• [Aim of the exercise]:
What is needed here is an exact copy of every entry.

• [Exercise data]:
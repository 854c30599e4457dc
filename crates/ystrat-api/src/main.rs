//! Playground server binary.

use std::net::SocketAddr;

use tracing::{error, info};
use tracing_subscriber::EnvFilter;

use ystrat_api::{create_router, ApiConfig, AppState};
use ystrat_pipeline::PipelineConfig;

#[tokio::main]
async fn main() {
    dotenvy::dotenv().ok();

    tracing_subscriber::fmt()
        .with_env_filter(
            EnvFilter::try_from_default_env().unwrap_or_else(|_| EnvFilter::new("ystrat=info")),
        )
        .init();

    info!("Starting ystrat-api");

    let api_config = ApiConfig::from_env();
    let pipeline_config = PipelineConfig::from_env();

    let state = match AppState::new(&pipeline_config).await {
        Ok(state) => state,
        Err(err) => {
            error!("failed to build application state: {err}");
            std::process::exit(1);
        }
    };

    let app = create_router(state, api_config.max_body_bytes);

    // Loopback only: the playground is unauthenticated by design.
    let addr: SocketAddr = format!("{}:{}", ApiConfig::HOST, api_config.port)
        .parse()
        .expect("invalid bind address");

    info!("Listening on http://{addr}");

    let listener = match tokio::net::TcpListener::bind(addr).await {
        Ok(listener) => listener,
        Err(err) => {
            error!("failed to bind {addr}: {err}");
            std::process::exit(1);
        }
    };

    if let Err(err) = axum::serve(listener, app)
        .with_graceful_shutdown(shutdown_signal())
        .await
    {
        error!("server error: {err}");
        std::process::exit(1);
    }

    info!("Server shutdown complete");
}

async fn shutdown_signal() {
    tokio::signal::ctrl_c()
        .await
        .expect("failed to install CTRL+C handler");
    info!("Received shutdown signal");
}
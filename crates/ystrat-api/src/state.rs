//! Application state.

use std::sync::Arc;

use ystrat_pipeline::{PipelineConfig, PipelineResult, StrategyPipeline};
use ystrat_store::StrategyStore;

/// Shared application state.
#[derive(Clone)]
pub struct AppState {
    pub pipeline: Arc<StrategyPipeline>,
    pub store: Arc<StrategyStore>,
}

impl AppState {
    /// Create new application state from pipeline configuration.
    pub async fn new(config: &PipelineConfig) -> PipelineResult<Self> {
        let pipeline = Arc::new(StrategyPipeline::from_config(config).await?);
        let store = Arc::clone(pipeline.store());
        Ok(Self { pipeline, store })
    }

    /// State over an already-built pipeline; used by tests.
    pub fn from_pipeline(pipeline: Arc<StrategyPipeline>) -> Self {
        let store = Arc::clone(pipeline.store());
        Self { pipeline, store }
    }
}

• [Output]:
repository 854c30599e4457dc
filename crates/ystrat-api/src/main.rs
//! Playground server binary.

use std::net::SocketAddr;

use tracing::{error, info};
use tracing_subscriber::EnvFilter;

use ystrat_api::{create_router, ApiConfig, AppState};
use ystrat_pipeline::PipelineConfig;

#[tokio::main]
async fn main() {
    dotenvy::dotenv().ok();

    tracing_subscriber::fmt()
        .with_env_filter(
            EnvFilter::try_from_default_env().unwrap_or_else(|_| EnvFilter::new("ystrat=info")),
        )
        .init();

    info!("Starting ystrat-api");

    let api_config = ApiConfig::from_env();
    let pipeline_config = PipelineConfig::from_env();

    let state = match AppState::new(&pipeline_config).await {
        Ok(state) => state,
        Err(err) => {
            error!("failed to build application state: {err}");
            std::process::exit(1);
        }
    };

    let app = create_router(state, api_config.max_body_bytes);

    // Loopback only: the playground is unauthenticated by design.
    let addr: SocketAddr = format!("{}:{}", ApiConfig::HOST, api_config.port)
        .parse()
        .expect("invalid bind address");

    info!("Listening on http://{addr}");

    let listener = match tokio::net::TcpListener::bind(addr).await {
        Ok(listener) => listener,
        Err(err) => {
            error!("failed to bind {addr}: {err}");
            std::process::exit(1);
        }
    };

    if let Err(err) = axum::serve(listener, app)
        .with_graceful_shutdown(shutdown_signal())
        .await
    {
        error!("server error: {err}");
        std::process::exit(1);
    }

    info!("Server shutdown complete");
}

async fn shutdown_signal() {
    tokio::signal::ctrl_c()
        .await
        .expect("failed to install CTRL+C handler");
    info!("Received shutdown signal");
}
filename crates/ystrat-api/src/state.rs
//! Application state.

use std::sync::Arc;

use ystrat_pipeline::{PipelineConfig, PipelineResult, StrategyPipeline};
use ystrat_store::StrategyStore;

/// Shared application state.
#[derive(Clone)]
pub struct AppState {
    pub pipeline: Arc<StrategyPipeline>,
    pub store: Arc<StrategyStore>,
}

impl AppState {
    /// Create new application state from pipeline configuration.
    pub async fn new(config: &PipelineConfig) -> PipelineResult<Self> {
        let pipeline = Arc::new(StrategyPipeline::from_config(config).await?);
        let store = Arc::clone(pipeline.store());
        Ok(Self { pipeline, store })
    }

    /// State over an already-built pipeline; used by tests.
    pub fn from_pipeline(pipeline: Arc<StrategyPipeline>) -> Self {
        let store = Arc::clone(pipeline.store());
        Self { pipeline, store }
    }
}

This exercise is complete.